Sit-in au sein de l’hémicycle
Si de nombreux députés ont exprimé leur agacement de voir l’élection présidentielle s’éterniser ainsi, l’initiative des députés de la contestation Melhem Khalaf et Najate Saliba en a surpris plus d’un. Les deux élus, rejoints par la suite par leurs collègues Firas Hamdane et Cynthia Zarazir, ont en effet décidé de camper à l’intérieur du Parlement afin de pousser le président de la Chambre à organiser une séance électorale ouverte jusqu’à l’élection d’un chef de l’État. « Par respect pour les articles constitutionnels, et pour exprimer mon attachement à la tenue d’une séance électorale de plusieurs tours et sans interruption, j’ai décidé de rester à l’intérieur du Parlement et de n’en sortir qu’une fois cet objectif réalisé », peut-on lire dans une lettre publiée par l’ancien bâtonnier de Beyrouth sur son compte Twitter. Une action qui ne semble pas au goût du maître du perchoir. « Ce genre de bêtises, ça ne marche pas avec moi », a-t-il sèchement rétorqué.
Une réunion a toutefois eu lieu entre les quatre parlementaires et Élias Bou Saab, le vice-président de la Chambre, en présence des trois députés indépendants de Saïda et Jezzine. « M. Bou Saab a assuré que l’administration du Parlement ne les privera pas d’électricité ou d’accès à l’eau et aux toilettes », affirme à L’Orient-Le Jour Abderrahmane Bizri, présent lors de cet entretien. Une rencontre similaire, mais élargie, devrait d’ailleurs avoir lieu demain à midi, selon nos informations.
Les députés affiliés au 17 Octobre ne sont d’ailleurs pas les seuls à avoir exprimé leur exaspération. L’élu joumblattiste de Baabda Hadi Aboulhosn a en effet menacé de suspendre la participation de son groupe parlementaire aux séances électorales tant que « l’impasse » persistera.

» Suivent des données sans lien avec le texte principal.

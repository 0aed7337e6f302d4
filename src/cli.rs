use anyhow::{Context as _, Result};
use clap::{Parser, Subcommand};
use datasweeper::config::SweeperConfig;
use datasweeper::pipeline::{FileContext, FileId, PipelineSpec, run_batch};
use datasweeper::selection::ColumnSelection;
use datasweeper::table;
use datasweeper::upload::{FileFormat, UploadedFile};
use std::path::{Path, PathBuf};

#[derive(Parser)]
#[command(
    name = "datasweeper",
    version,
    about = "Clean, trim and convert CSV and Excel files"
)]
pub struct Cli {
    /// Also write logs to rolling files in the data directory
    #[arg(long, global = true)]
    pub log_file: bool,

    #[command(subcommand)]
    pub command: Commands,
}

#[derive(Subcommand)]
pub enum Commands {
    /// Show the column types and first rows of each file
    Preview {
        /// CSV or XLSX files
        #[arg(required = true)]
        files: Vec<PathBuf>,

        /// Number of rows to show. Defaults to the configured preview size.
        #[arg(short, long)]
        rows: Option<usize>,
    },
    /// Clean, select columns and convert each file
    Convert {
        /// CSV or XLSX files
        #[arg(required = true)]
        files: Vec<PathBuf>,

        /// Target format: csv, xlsx or excel
        #[arg(long)]
        to: Option<FileFormat>,

        /// Remove duplicate rows
        #[arg(long)]
        dedup: bool,

        /// Fill missing numeric cells with the column mean
        #[arg(long)]
        fill_missing: bool,

        /// Comma-separated columns to keep, in output order
        #[arg(long, value_delimiter = ',')]
        columns: Option<Vec<String>>,

        /// Print chart data for the first two numeric columns as JSON
        #[arg(long)]
        chart: bool,

        /// Pipeline spec JSON; flags given here override it
        #[arg(long)]
        spec: Option<PathBuf>,

        /// Save the effective pipeline spec to this path
        #[arg(long)]
        save_spec: Option<PathBuf>,

        /// Directory for converted files
        #[arg(short, long)]
        out_dir: Option<PathBuf>,

        /// Replace existing output files
        #[arg(long)]
        overwrite: bool,
    },
}

/// Run a command. Returns `false` when any file failed.
pub fn run_command(command: Commands, config: &SweeperConfig) -> Result<bool> {
    match command {
        Commands::Preview { files, rows } => Ok(handle_preview(
            &files,
            rows.unwrap_or(config.preview_rows),
        )),
        Commands::Convert {
            files,
            to,
            dedup,
            fill_missing,
            columns,
            chart,
            spec,
            save_spec,
            out_dir,
            overwrite,
        } => {
            let mut spec = match spec {
                Some(path) => PipelineSpec::from_file(&path)?,
                None => {
                    let mut spec = PipelineSpec::new("command line");
                    spec.output.format = config.default_format;
                    spec
                }
            };
            spec.cleaning.remove_duplicates |= dedup;
            spec.cleaning.fill_missing_numeric |= fill_missing;
            spec.visualize |= chart;
            spec.output.overwrite |= overwrite || config.overwrite;
            if let Some(columns) = columns {
                spec.columns = ColumnSelection::Only(columns);
            }
            if let Some(format) = to {
                spec.output.format = format;
            }
            if out_dir.is_some() {
                spec.output.dir = out_dir;
            } else if spec.output.dir.is_none() {
                spec.output.dir.clone_from(&config.output_dir);
            }

            if let Some(path) = save_spec {
                spec.to_file(&path)?;
                println!("Saved pipeline spec to {}", path.display());
            }

            handle_convert(&files, &spec)
        }
    }
}

fn handle_preview(paths: &[PathBuf], rows: usize) -> bool {
    let mut all_ok = true;

    for (idx, path) in paths.iter().enumerate() {
        let context = UploadedFile::from_path(path)
            .and_then(|upload| FileContext::from_upload(FileId::new(idx), &upload));

        match context {
            Ok(context) => print_preview(&context, rows),
            Err(err) => {
                println!("{}: {err}", path.display());
                all_ok = false;
            }
        }
        println!();
    }

    all_ok
}

fn print_preview(context: &FileContext, rows: usize) {
    let df = context.base();
    println!(
        "{} ({}, {} rows, {} columns)",
        context.name(),
        context.format().label(),
        df.height(),
        df.width()
    );
    for (name, kind) in table::column_kinds(df) {
        println!("  {name}: {}", kind.as_str());
    }
    println!("  missing cells: {}", table::missing_cells(df));
    println!("{}", table::preview(df, rows));
}

fn handle_convert(paths: &[PathBuf], spec: &PipelineSpec) -> Result<bool> {
    let mut all_ok = true;
    let mut uploads = Vec::new();

    for path in paths {
        match UploadedFile::from_path(path) {
            Ok(upload) => uploads.push(upload),
            Err(err) => {
                println!("FAILED {}: {err}", path.display());
                all_ok = false;
            }
        }
    }

    let out_dir = spec.output.dir.as_deref().unwrap_or_else(|| Path::new("."));
    let report = run_batch(uploads, spec);

    for outcome in &report.outcomes {
        let run = match &outcome.result {
            Ok(run) => run,
            Err(err) => {
                println!("FAILED {}: {err}", outcome.name);
                all_ok = false;
                continue;
            }
        };

        match run.artifact.write_to(out_dir, spec.output.overwrite) {
            Ok(path) => println!(
                "ok     {} -> {} ({})",
                outcome.name,
                path.display(),
                run.report.summary()
            ),
            Err(err) => {
                println!("FAILED {}: {err}", outcome.name);
                all_ok = false;
            }
        }
        for warning in &run.report.warnings {
            println!("       warning: {warning}");
        }
        if let Some(chart) = &run.chart {
            let json = serde_json::to_string(chart).context("Failed to serialize chart")?;
            println!("       chart: {json}");
        }
    }

    println!("{}", report.summary());
    Ok(all_ok)
}

#[cfg(test)]
mod tests {
    use super::*;

    #[test]
    fn test_convert_flags_parse() {
        let cli = Cli::try_parse_from([
            "datasweeper",
            "convert",
            "a.csv",
            "b.xlsx",
            "--to",
            "Excel",
            "--columns",
            "x,y",
            "--dedup",
        ])
        .expect("arguments should parse");

        match cli.command {
            Commands::Convert {
                files,
                to,
                columns,
                dedup,
                fill_missing,
                ..
            } => {
                assert_eq!(files.len(), 2);
                assert_eq!(to, Some(FileFormat::Xlsx));
                assert_eq!(columns, Some(vec!["x".to_owned(), "y".to_owned()]));
                assert!(dedup);
                assert!(!fill_missing);
            }
            Commands::Preview { .. } => panic!("expected convert"),
        }
    }

    #[test]
    fn test_unknown_format_is_rejected() {
        assert!(Cli::try_parse_from(["datasweeper", "convert", "a.csv", "--to", "pdf"]).is_err());
    }

    #[test]
    fn test_convert_writes_artifacts() -> Result<()> {
        let dir = tempfile::tempdir()?;
        let input = dir.path().join("In Put.csv");
        std::fs::write(&input, "x,y\n1,2\n1,2\n")?;
        let out = dir.path().join("out");

        let config = SweeperConfig {
            output_dir: Some(out.clone()),
            ..Default::default()
        };
        let command = Commands::Convert {
            files: vec![input, dir.path().join("missing.csv")],
            to: None,
            dedup: true,
            fill_missing: false,
            columns: None,
            chart: false,
            spec: None,
            save_spec: None,
            out_dir: None,
            overwrite: false,
        };

        // the missing file fails, the other one is still converted
        assert!(!run_command(command, &config)?);
        assert_eq!(std::fs::read_to_string(out.join("In_Put_csv.csv"))?, "x,y\n1,2\n");
        Ok(())
    }
}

Le CPL remet le vote blanc en tête
La séance de jeudi a également été l’occasion pour le vote blanc de récupérer sa position à la tête du podium. Le « candidat » blanc avait été relégué à la deuxième place lors de la dernière séance. Une chute qui s’expliquait par les tensions entre le Courant patriotique libre et son seul allié, le Hezbollah. La stratégie présidentielle adoptée par ce dernier est en effet de rester en terrain neutre le temps qu’un compromis se dessine, du moins au sein du 8 Mars lui-même. Si le tandem chiite Amal-Hezbollah lui préfère le leader des Marada, Sleiman Frangié, le chef du CPL, Gebran Bassil, veut avoir son mot à dire puisqu’il préside un large groupe parlementaire chrétien. Et jusqu’à nouvel ordre, il refuse d’avaliser le choix des autres composantes du 8 Mars en raison de son animosité vis-à-vis du zaïm de Zghorta. À ce différend présidentiel se rajoute la réunion controversée du Conseil des ministres en décembre. Les aounistes n’ont pas pu compter sur le soutien des ministres du Hezbollah pour torpiller la séance – qu’ils jugent non conforme au pacte national car tenue en pleine vacance présidentielle – convoquée par le Premier ministre sortant Nagib Mikati. Résultat, ils avaient choisi de faire passer un message au Hezbollah en sortant du vote neutre.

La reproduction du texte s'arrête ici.